Site: Intra axial or extra axial as per classification. If intra axial mention about the anatomical area. If hematoma is sufficiently large and covering more than one anatomical site, first mention about the area which is its epicenter followed by other areas as its extensions. For this one need to know the basic anatomy. If extra axial try to differentiate between Epidural or Subdural.



Size or width: Size of the hematoma is major contributor in mass effect. Size of the hematoma calculated and mentioned in three dimenetions ie along all three axis. If not at least in two dimensions. Measurements must be tangential to each other. The best or ideal method is mentioning the volume of hematoma. In case of extra axial hematoma, whether its extra dural or sub dural, its maximum width is cranio cortical distance across the hematoma and tangential to hematoma.

Age: Acute, subacute or chronic. Mention about acute on chronic or sedimentation in hematoma. Membrane formation in case of SDH if any.
Density: mentioning density of hematoma as hyperdense, isodense or hypodense is better practice than acute, subacute or chronic which is relatively inaccurate. Its better to mention average attenuation value of hematoma in HU.
Perilesional odema:  mention about the amount of odema in terms of degree as mild, moderate and severe; because it contributes in mass effect.

Intra ventricular or subarachnoid space extension: mention in term of degree as mild, moderate and severe. An associated Ventriculomegaly, a known complication of intra ventricular extension and decides prognosis.

Mass effect : Mid line shift is length of a tangential drawn from midpoint of septum pellucidum on a mid line of bony calvarium, mentioned in mm. An associated internal herniation if any subfalcine, uncal or tonsillar herniation. Severity of mid brain compression in terms of mild, moderate or severe.

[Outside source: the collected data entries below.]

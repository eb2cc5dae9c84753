// Copyright (c) 2025 Felix Kahle.
//
// Permission is hereby granted, free of charge, to any person obtaining
// a copy of this software and associated documentation files (the
// "Software"), to deal in the Software without restriction, including
// without limitation the rights to use, copy, modify, merge, publish,
// distribute, sublicense, and/or sell copies of the Software, and to
// permit persons to whom the Software is furnished to do so, subject to
// the following conditions:
//
// The above copyright notice and this permission notice shall be
// included in all copies or substantial portions of the Software.
//
// THE SOFTWARE IS PROVIDED "AS IS", WITHOUT WARRANTY OF ANY KIND,
// EXPRESS OR IMPLIED, INCLUDING BUT NOT LIMITED TO THE WARRANTIES OF
// MERCHANTABILITY, FITNESS FOR A PARTICULAR PURPOSE AND
// NONINFRINGEMENT. IN NO EVENT SHALL THE AUTHORS OR COPYRIGHT HOLDERS BE
// LIABLE FOR ANY CLAIM, DAMAGES OR OTHER LIABILITY, WHETHER IN AN ACTION
// OF CONTRACT, TORT OR OTHERWISE, ARISING FROM, OUT OF OR IN CONNECTION
// WITH THE SOFTWARE OR THE USE OR OTHER DEALINGS IN THE SOFTWARE.

use crate::{
    branching::decision::{Decision, DecisionBuilder},
    state::SearchState,
};
use rota_model::{
    index::{DayIndex, StaffIndex},
    model::Model,
};

/// Branches on the most constrained day first: the open day whose coverage
/// constraint has the fewest spare candidates relative to the coverage it
/// still needs. Ties break toward the earlier day, keeping the strategy
/// deterministic.
///
/// Days with no slack are where infeasibility surfaces fastest, so visiting
/// them first shrinks the search tree on tight instances (the
/// minimum-remaining-values heuristic applied to coverage).
#[derive(Debug, Clone, Copy, Default, PartialEq, Eq)]
pub struct TightestDayBuilder;

impl TightestDayBuilder {
    /// Creates the builder.
    #[inline]
    pub fn new() -> Self {
        Self
    }
}

impl DecisionBuilder for TightestDayBuilder {
    fn name(&self) -> &str {
        "TightestDayBuilder"
    }

    fn next_decision(&mut self, model: &Model, state: &SearchState) -> Option<Decision> {
        let mut best_day: Option<(u32, DayIndex)> = None;

        for day in 0..model.num_days() {
            let day_index = DayIndex::new(day);
            let constraint_index = model.coverage_constraint(day_index);
            let unassigned = state.unassigned_count(constraint_index);
            if unassigned == 0 {
                continue;
            }

            // After propagation every open coverage constraint still needs
            // duties, so slack = candidates - needed is well-defined.
            let needed = model
                .constraint(constraint_index)
                .lo()
                .saturating_sub(state.true_count(constraint_index));
            let slack = unassigned.saturating_sub(needed);

            match best_day {
                Some((best_slack, _)) if best_slack <= slack => {}
                _ => best_day = Some((slack, day_index)),
            }
        }

        let (_, day_index) = best_day?;
        for staff in 0..model.num_staff() {
            let var = model.var_index(StaffIndex::new(staff), day_index);
            if !state.is_assigned(var) {
                return Some(Decision::new(var, true));
            }
        }
        unreachable!("day with unassigned coverage variables has an unassigned variable")
    }
}
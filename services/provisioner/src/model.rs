//! Domain model: claims, node classes and instances.

use std::collections::BTreeMap;
use std::fmt;

use chrono::{DateTime, Utc};
use serde::{Deserialize, Serialize};
use stratus_reconcile::{ConvergenceStatus, Observed};
use stratus_scheduling::{Quantity, Requirement, ResourceList};

// =============================================================================
// Claim
// =============================================================================

/// A request for one unit of capacity.
#[derive(Debug, Clone, Default, PartialEq, Eq, Serialize, Deserialize)]
pub struct Claim {
    pub name: String,

    /// Labels written on successful provisioning.
    #[serde(default)]
    pub labels: BTreeMap<String, String>,

    #[serde(default)]
    pub spec: ClaimSpec,

    #[serde(default)]
    pub status: ClaimStatus,
}

#[derive(Debug, Clone, Default, PartialEq, Eq, Serialize, Deserialize)]
pub struct ClaimSpec {
    #[serde(default)]
    pub requirements: Vec<Requirement>,

    #[serde(default)]
    pub resources: ResourceRequirements,

    #[serde(default, skip_serializing_if = "Option::is_none")]
    pub node_class_ref: Option<NodeClassRef>,
}

#[derive(Debug, Clone, Default, PartialEq, Eq, Serialize, Deserialize)]
pub struct ResourceRequirements {
    #[serde(default)]
    pub requests: ResourceList,
}

#[derive(Debug, Clone, PartialEq, Eq, Serialize, Deserialize)]
pub struct NodeClassRef {
    pub name: String,
}

#[derive(Debug, Clone, Default, PartialEq, Eq, Serialize, Deserialize)]
pub struct ClaimStatus {
    /// `openstack:///<instance-id>`; kept as written so that a malformed
    /// value surfaces as a parse error when it is used.
    #[serde(default, skip_serializing_if = "Option::is_none")]
    pub provider_id: Option<String>,

    #[serde(default, skip_serializing_if = "Option::is_none")]
    pub image_id: Option<String>,

    #[serde(default)]
    pub capacity: ResourceList,

    #[serde(default)]
    pub allocatable: ResourceList,
}

impl Claim {
    pub fn new(name: impl Into<String>) -> Self {
        Self {
            name: name.into(),
            ..Self::default()
        }
    }

    pub fn with_requirement(mut self, requirement: Requirement) -> Self {
        self.spec.requirements.push(requirement);
        self
    }

    pub fn with_request(mut self, resource: &str, quantity: Quantity) -> Self {
        self.spec.resources.requests.insert(resource, quantity);
        self
    }

    pub fn with_node_class(mut self, name: impl Into<String>) -> Self {
        self.spec.node_class_ref = Some(NodeClassRef { name: name.into() });
        self
    }

    pub fn with_provider_id(mut self, provider_id: impl Into<String>) -> Self {
        self.status.provider_id = Some(provider_id.into());
        self
    }

    pub fn is_provisioned(&self) -> bool {
        self.status.provider_id.is_some()
    }
}

// =============================================================================
// NodeClass
// =============================================================================

/// Provider-specific launch parameters shared by many claims.
#[derive(Debug, Clone, Default, PartialEq, Eq, Serialize, Deserialize)]
pub struct NodeClass {
    pub name: String,

    #[serde(default)]
    pub spec: NodeClassSpec,
}

#[derive(Debug, Clone, Default, PartialEq, Eq, Serialize, Deserialize)]
pub struct NodeClassSpec {
    #[serde(default)]
    pub image_selector_terms: Vec<ImageSelectorTerm>,

    /// Image used when no selector term names an id.
    #[serde(default, skip_serializing_if = "Option::is_none")]
    pub image_ref: Option<String>,

    /// Network UUIDs.
    #[serde(default)]
    pub networks: Vec<String>,

    #[serde(default)]
    pub security_groups: Vec<String>,

    #[serde(default, skip_serializing_if = "Option::is_none")]
    pub user_data: Option<String>,

    #[serde(default, skip_serializing_if = "Option::is_none")]
    pub key_pair: Option<String>,

    #[serde(default, skip_serializing_if = "Option::is_none")]
    pub kubelet: Option<KubeletConfiguration>,

    /// Labels stamped onto instance metadata.
    #[serde(default)]
    pub labels: BTreeMap<String, String>,

    /// Extra instance metadata.
    #[serde(default)]
    pub metadata: BTreeMap<String, String>,
}

#[derive(Debug, Clone, Default, PartialEq, Eq, Serialize, Deserialize)]
pub struct ImageSelectorTerm {
    #[serde(default, skip_serializing_if = "Option::is_none")]
    pub id: Option<String>,

    #[serde(default, skip_serializing_if = "Option::is_none")]
    pub alias: Option<String>,
}

/// Kubelet tuning that shapes offering capacity and overhead.
#[derive(Debug, Clone, Default, PartialEq, Eq, Serialize, Deserialize)]
pub struct KubeletConfiguration {
    #[serde(default, skip_serializing_if = "Option::is_none")]
    pub max_pods: Option<u32>,

    #[serde(default, skip_serializing_if = "Option::is_none")]
    pub pods_per_core: Option<u32>,

    #[serde(default)]
    pub system_reserved: BTreeMap<String, String>,

    #[serde(default)]
    pub kube_reserved: BTreeMap<String, String>,

    /// Signal → threshold, e.g. `memory.available: 100Mi`.
    #[serde(default)]
    pub eviction_hard: BTreeMap<String, String>,

    #[serde(default)]
    pub cluster_dns: Vec<String>,
}

impl NodeClass {
    pub fn new(name: impl Into<String>) -> Self {
        Self {
            name: name.into(),
            spec: NodeClassSpec::default(),
        }
    }

    pub fn with_image(mut self, image_id: impl Into<String>) -> Self {
        self.spec.image_selector_terms.push(ImageSelectorTerm {
            id: Some(image_id.into()),
            alias: None,
        });
        self
    }

    /// Resolves the launch image: the first selector term with an id, then
    /// `image_ref`.
    pub fn resolve_image(&self) -> Option<&str> {
        self.spec
            .image_selector_terms
            .iter()
            .filter_map(|term| term.id.as_deref())
            .find(|id| !id.is_empty())
            .or_else(|| self.spec.image_ref.as_deref().filter(|id| !id.is_empty()))
    }
}

// =============================================================================
// Instance
// =============================================================================

/// Instance lifecycle status as reported by the compute backend.
#[derive(Debug, Clone, PartialEq, Eq, Hash)]
pub enum InstanceStatus {
    Build,
    Active,
    Error,
    Deleted,
    /// Any other backend status (`REBOOT`, `SHUTOFF`, ...).
    Other(String),
}

impl InstanceStatus {
    pub fn parse(s: &str) -> Self {
        match s.to_ascii_uppercase().as_str() {
            "BUILD" => Self::Build,
            "ACTIVE" => Self::Active,
            "ERROR" => Self::Error,
            "DELETED" => Self::Deleted,
            _ => Self::Other(s.to_string()),
        }
    }

    pub fn as_str(&self) -> &str {
        match self {
            Self::Build => "BUILD",
            Self::Active => "ACTIVE",
            Self::Error => "ERROR",
            Self::Deleted => "DELETED",
            Self::Other(s) => s,
        }
    }
}

impl fmt::Display for InstanceStatus {
    fn fmt(&self, f: &mut fmt::Formatter<'_>) -> fmt::Result {
        f.write_str(self.as_str())
    }
}

impl Observed for InstanceStatus {
    fn convergence(&self) -> ConvergenceStatus {
        match self {
            Self::Active => ConvergenceStatus::Converged,
            Self::Build => ConvergenceStatus::Converging,
            Self::Error | Self::Deleted => ConvergenceStatus::Diverged,
            Self::Other(_) => ConvergenceStatus::Unknown,
        }
    }
}

impl Serialize for InstanceStatus {
    fn serialize<S: serde::Serializer>(&self, serializer: S) -> Result<S::Ok, S::Error> {
        serializer.serialize_str(self.as_str())
    }
}

impl<'de> Deserialize<'de> for InstanceStatus {
    fn deserialize<D: serde::Deserializer<'de>>(deserializer: D) -> Result<Self, D::Error> {
        let s = String::deserialize(deserializer)?;
        Ok(Self::parse(&s))
    }
}

/// A compute instance created for a claim.
#[derive(Debug, Clone, PartialEq, Eq, Serialize, Deserialize)]
pub struct Instance {
    pub instance_id: String,
    pub name: String,
    /// Flavor the instance was created with.
    pub offering: String,
    pub image_id: String,
    #[serde(default)]
    pub metadata: BTreeMap<String, String>,
    #[serde(default, skip_serializing_if = "Option::is_none")]
    pub user_data: Option<String>,
    pub status: InstanceStatus,
    pub created_at: DateTime<Utc>,
}
//! # stratus-id
//!
//! Provider identifier encoding and strict parsing.
//!
//! ## Design Principles
//!
//! - The provider identifier is the only durable link between a claim and
//!   the backend instance it owns
//! - There is exactly one canonical string form, and parsing accepts only it
//! - Identifiers roundtrip exactly (encode → parse → encode)
//!
//! ## Format
//!
//! ```text
//! openstack:///<instance-id>
//! ```
//!
//! The authority component is always empty and the path carries a single
//! segment: the backend instance id. The `openstack://<id>/<name>` variant
//! is rejected.

mod error;
mod types;

pub use error::IdError;
pub use types::*;
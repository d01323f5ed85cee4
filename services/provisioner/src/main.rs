//! stratus - provision and delete compute instances for capacity claims.
//!
//! Reads claims, node classes and flavor records as JSON files and drives the
//! claim reconciler once. Ctrl-C cancels an in-flight provisioning wait; the
//! instance created so far is reported so it can be cleaned up.

use std::path::{Path, PathBuf};
use std::sync::Arc;

use anyhow::{Context, Result};
use clap::{Parser, Subcommand};
use serde::de::DeserializeOwned;
use stratus_events::TracingSink;
use stratus_provisioner::config::Config;
use stratus_provisioner::{
    Claim, CloudProvider, ComputeBackend, Flavor, FlavorCatalog, InMemoryNodeClassStore,
    InstanceProvider, MockBackend, NodeClass, NovaClient, ProvisionError,
};
use stratus_reconcile::cancellation;
use tracing::{error, info, warn};
use tracing_subscriber::{layer::SubscriberExt, util::SubscriberInitExt, EnvFilter};

/// Provision OpenStack instances for capacity claims.
#[derive(Debug, Parser)]
#[command(name = "stratus")]
#[command(author, version, about, long_about = None)]
struct Cli {
    /// Use the in-memory backend instead of the compute API.
    #[arg(long, global = true)]
    dry_run: bool,

    #[command(subcommand)]
    command: Command,
}

#[derive(Debug, Subcommand)]
enum Command {
    /// Launch an instance for a claim and print the provisioned claim.
    Create {
        /// Claim JSON file.
        #[arg(long)]
        claim: PathBuf,

        /// Node class JSON file.
        #[arg(long)]
        node_class: PathBuf,

        /// JSON file with a list of flavor records.
        #[arg(long)]
        flavors: PathBuf,

        /// Give up after this many seconds.
        #[arg(long)]
        deadline_secs: Option<u64>,
    },

    /// Delete the instance behind a provisioned claim.
    Delete {
        /// Claim JSON file.
        #[arg(long)]
        claim: PathBuf,
    },
}

#[tokio::main]
async fn main() -> Result<()> {
    let cli = Cli::parse();
    let config = Config::from_env()?;

    // Initialize tracing
    tracing_subscriber::registry()
        .with(
            EnvFilter::try_from_default_env()
                .unwrap_or_else(|_| EnvFilter::new(config.log_level.as_str())),
        )
        .with(tracing_subscriber::fmt::layer().json().with_writer(std::io::stderr))
        .init();

    info!(
        compute_url = %config.compute_url,
        cluster_name = %config.cluster_name,
        dry_run = cli.dry_run,
        "Configuration loaded"
    );

    if let Err(e) = run(cli, config).await {
        error!(error = %e, "Command failed");
        eprintln!("Error: {e:#}");
        std::process::exit(1);
    }

    Ok(())
}

async fn run(cli: Cli, config: Config) -> Result<()> {
    let backend: Arc<dyn ComputeBackend> = if cli.dry_run {
        Arc::new(MockBackend::new())
    } else {
        Arc::new(NovaClient::new(&config.nova()).context("failed to build compute client")?)
    };

    match cli.command {
        Command::Create {
            claim,
            node_class,
            flavors,
            deadline_secs,
        } => {
            let claim: Claim = read_json(&claim)?;
            let node_class: NodeClass = read_json(&node_class)?;
            let flavors: Vec<Flavor> = read_json(&flavors)?;

            let provider = build_provider(&config, backend, [node_class], flavors);

            let (handle, mut cancel) = cancellation();
            if let Some(secs) = deadline_secs {
                cancel = cancel.with_timeout(std::time::Duration::from_secs(secs));
            }
            tokio::spawn(async move {
                if tokio::signal::ctrl_c().await.is_ok() {
                    info!("Received interrupt, cancelling");
                    handle.cancel();
                }
            });

            match provider.create(&claim, &cancel).await {
                Ok(provisioned) => {
                    println!("{}", serde_json::to_string_pretty(&provisioned)?);
                    Ok(())
                }
                Err(e) => {
                    let stranded = e.instance_ids();
                    if e.is_cancelled() && !stranded.is_empty() {
                        warn!(instances = ?stranded, "Instances created before cancellation were left in place");
                    }
                    Err(classify(e))
                }
            }
        }
        Command::Delete { claim } => {
            let claim: Claim = read_json(&claim)?;
            let provider = build_provider(&config, backend, Vec::new(), Vec::new());
            provider.delete(&claim).await.map_err(classify)?;
            info!(claim = %claim.name, "Claim deleted");
            Ok(())
        }
    }
}

fn build_provider(
    config: &Config,
    backend: Arc<dyn ComputeBackend>,
    classes: impl IntoIterator<Item = NodeClass>,
    flavors: Vec<Flavor>,
) -> CloudProvider {
    CloudProvider::new(
        Arc::new(classes.into_iter().collect::<InMemoryNodeClassStore>()),
        Arc::new(FlavorCatalog::new(flavors)),
        InstanceProvider::new(backend, config.instance_settings()),
        config.matcher(),
        Arc::new(TracingSink),
    )
}

fn classify(e: ProvisionError) -> anyhow::Error {
    let kind = if e.is_fatal() {
        "fatal"
    } else if e.is_not_found() {
        "not found"
    } else if e.is_retryable() {
        "retryable"
    } else if e.is_cancelled() {
        "cancelled"
    } else {
        "error"
    };
    anyhow::Error::new(e).context(format!("provisioning failed ({kind})"))
}

fn read_json<T: DeserializeOwned>(path: &Path) -> Result<T> {
    let raw = std::fs::read_to_string(path)
        .with_context(|| format!("failed to read {}", path.display()))?;
    serde_json::from_str(&raw).with_context(|| format!("failed to parse {}", path.display()))
}
//! Well-known label keys and alias normalization.
//!
//! The tables are plain values: a matcher receives its [`LabelConfig`] at
//! construction and nothing here is process-global.

use std::collections::{BTreeMap, BTreeSet};

use serde::{Deserialize, Serialize};

pub const LABEL_INSTANCE_TYPE: &str = "node.kubernetes.io/instance-type";
pub const LABEL_ARCH: &str = "kubernetes.io/arch";
pub const LABEL_OS: &str = "kubernetes.io/os";
pub const LABEL_ZONE: &str = "topology.kubernetes.io/zone";
pub const LABEL_REGION: &str = "topology.kubernetes.io/region";
pub const LABEL_CAPACITY_TYPE: &str = "karpenter.sh/capacity-type";

pub const CAPACITY_TYPE_ON_DEMAND: &str = "on-demand";
pub const ARCH_AMD64: &str = "amd64";
pub const OS_LINUX: &str = "linux";

const BASE_WELL_KNOWN: [&str; 6] = [
    LABEL_INSTANCE_TYPE,
    LABEL_ARCH,
    LABEL_OS,
    LABEL_ZONE,
    LABEL_REGION,
    LABEL_CAPACITY_TYPE,
];

const BASE_ALIASES: [(&str, &str); 5] = [
    ("beta.kubernetes.io/arch", LABEL_ARCH),
    ("beta.kubernetes.io/os", LABEL_OS),
    ("beta.kubernetes.io/instance-type", LABEL_INSTANCE_TYPE),
    ("failure-domain.beta.kubernetes.io/zone", LABEL_ZONE),
    ("failure-domain.beta.kubernetes.io/region", LABEL_REGION),
];

/// Extra entries merged on top of the base tables.
#[derive(Debug, Clone, Default, PartialEq, Eq, Serialize, Deserialize)]
#[serde(default)]
pub struct LabelOverrides {
    pub well_known: Vec<String>,
    /// Deprecated key → canonical key.
    pub aliases: BTreeMap<String, String>,
}

/// The well-known label set and the alias table used to normalize keys.
#[derive(Debug, Clone, PartialEq, Eq)]
pub struct LabelConfig {
    well_known: BTreeSet<String>,
    aliases: BTreeMap<String, String>,
}

impl Default for LabelConfig {
    fn default() -> Self {
        Self {
            well_known: BASE_WELL_KNOWN.iter().map(|s| s.to_string()).collect(),
            aliases: BASE_ALIASES
                .iter()
                .map(|(from, to)| (from.to_string(), to.to_string()))
                .collect(),
        }
    }
}

impl LabelConfig {
    /// Merges `overrides` into this config. Overrides win on key collision.
    pub fn with_overrides(mut self, overrides: LabelOverrides) -> Self {
        self.well_known.extend(overrides.well_known);
        self.aliases.extend(overrides.aliases);
        self
    }

    /// Maps a deprecated key to its canonical form.
    pub fn normalize<'a>(&'a self, key: &'a str) -> &'a str {
        self.aliases.get(key).map(String::as_str).unwrap_or(key)
    }

    /// Whether `key` (after normalization) is a well-known label.
    pub fn is_well_known(&self, key: &str) -> bool {
        self.well_known.contains(self.normalize(key))
    }

    pub fn well_known(&self) -> impl Iterator<Item = &str> {
        self.well_known.iter().map(String::as_str)
    }
}

#[cfg(test)]
mod tests {
    use super::*;

    #[test]
    fn test_normalize_deprecated_keys() {
        let config = LabelConfig::default();
        assert_eq!(config.normalize("beta.kubernetes.io/arch"), LABEL_ARCH);
        assert_eq!(config.normalize(LABEL_ARCH), LABEL_ARCH);
        assert_eq!(config.normalize("example.com/team"), "example.com/team");
    }

    #[test]
    fn test_well_known() {
        let config = LabelConfig::default();
        assert!(config.is_well_known(LABEL_ZONE));
        assert!(config.is_well_known("failure-domain.beta.kubernetes.io/zone"));
        assert!(!config.is_well_known("example.com/team"));
    }

    #[test]
    fn test_overrides_win() {
        let overrides = LabelOverrides {
            well_known: vec!["example.com/gpu".to_string()],
            aliases: BTreeMap::from([
                ("beta.kubernetes.io/arch".to_string(), "example.com/arch".to_string()),
                ("old.example.com/gpu".to_string(), "example.com/gpu".to_string()),
            ]),
        };
        let config = LabelConfig::default().with_overrides(overrides);

        assert_eq!(config.normalize("beta.kubernetes.io/arch"), "example.com/arch");
        assert!(config.is_well_known("old.example.com/gpu"));
        assert!(config.is_well_known(LABEL_OS));
    }
}
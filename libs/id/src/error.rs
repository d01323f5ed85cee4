//! Error types for provider identifier parsing and validation.

use thiserror::Error;

/// Errors that can occur when encoding or parsing provider identifiers.
#[derive(Debug, Error, Clone, PartialEq, Eq)]
pub enum IdError {
    /// The identifier string is empty.
    #[error("provider ID cannot be empty")]
    Empty,

    /// The identifier does not start with the expected scheme.
    #[error("unexpected provider ID scheme: expected '{expected}', got '{actual}'")]
    InvalidScheme {
        expected: &'static str,
        actual: String,
    },

    /// The identifier has the right scheme but the wrong shape.
    #[error("unexpected provider ID format: {message}")]
    InvalidFormat { message: String },
}

impl IdError {
    /// Returns true if this error indicates the input was empty.
    pub fn is_empty(&self) -> bool {
        matches!(self, IdError::Empty)
    }

    pub(crate) fn format(message: impl Into<String>) -> Self {
        IdError::InvalidFormat {
            message: message.into(),
        }
    }
}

Any complication: Major intra cranial vessel compression and infarct secondary to internal herniations.

Comparison with the previous study if available: any progression or regression in size of hematoma, mass effect, intra ventricular bleed and Ventriculomegaly. If decompresive craniotomy , mention about changes in mass effect.

Wednesday 21 September 2011

Intracranial hemorrhage

An intracranial hemorrhage is bleeding within the skull.
Occurs when a blood vessel within the skull is ruptured or leaks.
Can result from trauma as in head injury or non traumatic causes like hemorrhagic stroke secondary to hypertension, ruptured aneurysm, anticoagulant therapy or blood clotting disorders.
Itself a serious medical emergency as it can lead to raised intracranial pressure due to its mass effect and perilesional odema or can limit the blood supply of normal brain tissue. Internal herniations can lead to compression of vital brain structures.

Imaging modality:
CT scan ideal initial tool as it is definitive, accurate diagnosis, mass effect, cost effective, less time consuming for emergencies, suitable for non cooperative patients, easy availability, familiarity to new doctors on call,
MRI with Angiography for better evaluation in cases of non hypertensive haemorrhage to rule out underlying vascular malformation.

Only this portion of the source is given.